Recours contre le Code électoral : L’invite de Thierno Alassane Sall à ses « collègues » députés
Au Sénégal, les députés non-inscrits ont annoncé, dans un communiqué daté du 3 mai 2026, qu’ils «ne déposeront aucun recours» après l’adoption de la proposition de loi modifiant les articles L29 et L30 du Code électoral, portée par des députés du groupe parlementaire Pastef (pouvoir). Ils ont néanmoins soutenu que «la proposition de loi susvisée apparaît, à bien des égards, politiquement suspecte et juridiquement fragile». Ce mardi 05 avril, réagissant à cette situation sur X, le député d’opposition, Thierno Alassane Sall, a demandé à ses collègues de reconsidérer leur position.
«Je tiens à préciser à l’opinion publique que depuis le vote de la loi, nous travaillons activement à porter cette loi adoptée devant le Conseil constitutionnel. Le recours en soi est déjà écrit et stabilisé, mais il nous manque des signatures (…) Le communiqué des députés non-inscrits étant signé par 13 députés, il nous manquerait alors 4 députés pour atteindre le nombre de 17 députés requis pour saisir le Conseil», a écrit Thierno Alassane Sall.
En poursuivant, il a aussi demandé à ses paires de revenir sur leur position pour rendre possible le dépôt du recours. «Nous sommes toujours dans les délais, j’invite mes collègues députés à rejoindre cette initiative. Nous partageons la même conviction : aucune occasion ne doit être manquée pour empêcher l’introduction d’une loi inconstitutionnelle dans notre ordonnancement juridique», a-t-il conclu.
Pour rappel, la modification du Code électoral sénégalais limite l’inéligibilité aux seuls crimes et délits financiers graves en restreignant l’article L.29 et en abrogeant l’article L.30, supprimant ainsi les radiations automatiques liées aux amendes mineures.

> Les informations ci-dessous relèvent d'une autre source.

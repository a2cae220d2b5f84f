use std::collections::HashMap;
use std::sync::Arc;

use chrono::Duration;
use tracing::{info, warn};

use muse_confidence::{ConfidenceEngine, ContextFactors};
use muse_core::clock::{Clock, SystemClock};
use muse_core::config::EngineConfig;
use muse_core::errors::MuseResult;
use muse_core::models::{
    Correlation, Feedback, InteractionRecord, Pattern, PatternContext, RelatedPattern, Suggestion,
};
use muse_core::traits::{PatternQuery, PatternStore};
use muse_correlation::CorrelationAnalyzer;
use muse_learning::{adapt_suggestions, extract_pattern, learn_preferences};

/// Aggregate view of a project's learned state.
#[derive(Debug, Clone, Copy)]
pub struct EngineStats {
    pub patterns: usize,
    pub average_confidence: f64,
    /// Patterns idle past the decay window.
    pub stale_patterns: usize,
}

/// Request-scoped orchestrator over a shared store. Stateless between calls;
/// the store is the only shared mutable state, and it borrows that.
pub struct SuggestionEngine<S: PatternStore> {
    pub(crate) store: S,
    pub(crate) config: EngineConfig,
    pub(crate) clock: Arc<dyn Clock>,
    pub(crate) confidence: ConfidenceEngine,
}

impl<S: PatternStore> SuggestionEngine<S> {
    /// Create an engine with default configuration and the system clock.
    pub fn new(store: S) -> Self {
        Self::with_config(store, EngineConfig::default())
    }

    pub fn with_config(store: S, config: EngineConfig) -> Self {
        Self::with_clock(store, config, Arc::new(SystemClock))
    }

    /// Full constructor; tests inject a frozen clock here.
    pub fn with_clock(store: S, config: EngineConfig, clock: Arc<dyn Clock>) -> Self {
        let confidence = ConfidenceEngine::new(config.confidence.clone());
        Self {
            store,
            config,
            clock,
            confidence,
        }
    }

    pub fn config(&self) -> &EngineConfig {
        &self.config
    }

    pub fn store(&self) -> &S {
        &self.store
    }

    /// Fold one upstream interaction into the pattern store.
    ///
    /// Returns the stored pattern, or `None` when the record was noise
    /// (missing action or component type); noise never halts the pipeline.
    pub fn observe_interaction(
        &self,
        project_id: &str,
        record: &InteractionRecord,
    ) -> MuseResult<Option<Pattern>> {
        let Some(pattern) = extract_pattern(record, self.clock.now()) else {
            return Ok(None);
        };
        let stored = self.store.upsert_pattern(project_id, &pattern)?;
        info!(
            project_id,
            pattern_id = %stored.id,
            component = %stored.component_type,
            frequency = stored.metadata.frequency,
            "interaction observed"
        );
        Ok(Some(stored))
    }

    /// Record a feedback event and apply the low-latency incremental
    /// confidence update to its pattern.
    ///
    /// Feedback for an unknown pattern is still recorded (the audit trail
    /// is preserved) but produces no confidence update.
    pub fn record_feedback(&self, project_id: &str, feedback: &Feedback) -> MuseResult<()> {
        self.store.record_feedback(project_id, feedback)?;
        match self.store.get_pattern(project_id, &feedback.pattern_id)? {
            Some(mut pattern) => {
                let updated = self
                    .confidence
                    .apply_feedback(pattern.metadata.confidence, feedback.action);
                pattern.metadata.confidence = updated;
                self.store.update_pattern(project_id, &pattern)?;
                info!(
                    project_id,
                    pattern_id = %feedback.pattern_id,
                    action = ?feedback.action,
                    confidence = updated.value(),
                    "feedback applied"
                );
            }
            None => {
                warn!(
                    project_id,
                    pattern_id = %feedback.pattern_id,
                    "feedback references unknown pattern; recorded without confidence update"
                );
            }
        }
        Ok(())
    }

    /// Ranked, explained, action-tagged suggestions for a component in a
    /// given target context. Sorted by final confidence descending, bounded
    /// by `max_suggestions`.
    pub fn get_suggestions(
        &self,
        project_id: &str,
        component_type: &str,
        target: &PatternContext,
    ) -> MuseResult<Vec<Suggestion>> {
        let now = self.clock.now();

        let mut query = PatternQuery::for_component(component_type);
        if self.config.confidence.advisory_threshold > 0.0 {
            query.min_confidence = Some(self.config.confidence.advisory_threshold);
        }
        query.limit = Some(self.config.max_suggestions);
        let patterns = self.store.query_patterns(project_id, &query)?;
        if patterns.is_empty() {
            return Ok(Vec::new());
        }

        // One correlation pass over the project feeds both the correlation
        // factor and the attached neighbors.
        let all_patterns = self.store.query_patterns(
            project_id,
            &PatternQuery {
                limit: Some(usize::MAX),
                ..Default::default()
            },
        )?;
        let correlation_cutoff = now - Duration::days(self.config.correlation.window_days);
        let recent_feedback = self.store.feedback_since(project_id, correlation_cutoff)?;
        let analysis = CorrelationAnalyzer::new(self.config.correlation.clone()).analyze(
            &all_patterns,
            &recent_feedback,
            now,
        );
        let neighbors = neighbor_index(&analysis.correlations, self.config.related_limit);

        let mut suggestions = Vec::with_capacity(patterns.len());
        for pattern in patterns {
            let history = self.store.feedback_for_pattern(project_id, &pattern.id)?;
            let related = neighbors.get(pattern.id.as_str()).cloned().unwrap_or_default();

            let mut factors = ContextFactors::at(now);
            factors.framework = target.framework.clone();
            factors.theme = target.theme.clone();
            factors.brand_pack_id = target.brand_pack_id.clone();
            factors.file_type = target.file_type.clone();
            factors.correlation_score = related.first().map(|r: &RelatedPattern| r.score);

            let report = self.confidence.calculate(&pattern, &history, &factors);
            suggestions.push(Suggestion {
                pattern_id: pattern.id.clone(),
                component_type: pattern.component_type.clone(),
                enhancement: pattern.enhancement.clone(),
                confidence: report.score,
                action: report.action,
                reasoning: report.explanation,
                related,
                frequency: pattern.metadata.frequency,
                last_seen: pattern.metadata.last_seen,
            });
        }

        // Preference adaptation over the project's full feedback history.
        let all_feedback = self
            .store
            .feedback_since(project_id, chrono::DateTime::<chrono::Utc>::MIN_UTC)?;
        let profile = learn_preferences(&all_feedback, &all_patterns);
        if !profile.is_empty() {
            adapt_suggestions(&mut suggestions, &profile);
        }

        // Re-tier after adaptation, then rank.
        for suggestion in &mut suggestions {
            suggestion.action = self.confidence.classify(suggestion.confidence);
        }
        suggestions.sort_by(|a, b| {
            b.confidence
                .value()
                .partial_cmp(&a.confidence.value())
                .unwrap_or(std::cmp::Ordering::Equal)
                .then(b.frequency.cmp(&a.frequency))
                .then_with(|| a.pattern_id.cmp(&b.pattern_id))
        });
        suggestions.truncate(self.config.max_suggestions);
        Ok(suggestions)
    }

    /// Aggregate stats for dashboards and health checks.
    pub fn stats(&self, project_id: &str) -> MuseResult<EngineStats> {
        let patterns = self.store.query_patterns(
            project_id,
            &PatternQuery {
                limit: Some(usize::MAX),
                ..Default::default()
            },
        )?;
        let now = self.clock.now();
        let count = patterns.len();
        let average_confidence = if count == 0 {
            0.0
        } else {
            patterns
                .iter()
                .map(|p| p.metadata.confidence.value())
                .sum::<f64>()
                / count as f64
        };
        let stale_patterns = patterns
            .iter()
            .filter(|p| (now - p.metadata.last_seen).num_days() > self.config.confidence.decay_idle_days)
            .count();
        Ok(EngineStats {
            patterns: count,
            average_confidence,
            stale_patterns,
        })
    }
}

/// Index correlations by participant, keeping the strongest `limit`
/// neighbors per pattern.
fn neighbor_index(
    correlations: &[Correlation],
    limit: usize,
) -> HashMap<&str, Vec<RelatedPattern>> {
    let mut index: HashMap<&str, Vec<RelatedPattern>> = HashMap::new();
    for corr in correlations {
        index
            .entry(corr.pattern_a.as_str())
            .or_default()
            .push(RelatedPattern {
                pattern_id: corr.pattern_b.clone(),
                score: corr.score,
                kind: corr.kind,
            });
        index
            .entry(corr.pattern_b.as_str())
            .or_default()
            .push(RelatedPattern {
                pattern_id: corr.pattern_a.clone(),
                score: corr.score,
                kind: corr.kind,
            });
    }
    for related in index.values_mut() {
        related.sort_by(|a, b| {
            b.score
                .partial_cmp(&a.score)
                .unwrap_or(std::cmp::Ordering::Equal)
        });
        related.truncate(limit);
    }
    index
}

L’opposition dénonce une «loi taillée sur mesure» pour sécuriser la candidature du Premier ministre Ousmane Sonko en 2029. Cette accusation est rejetée par la majorité parlementaire. Cette dernière estime que Sonko est déjà éligible et que cette loi vise à favoriser une plus grande inclusion politique en réduisant les exclusions des listes électorales.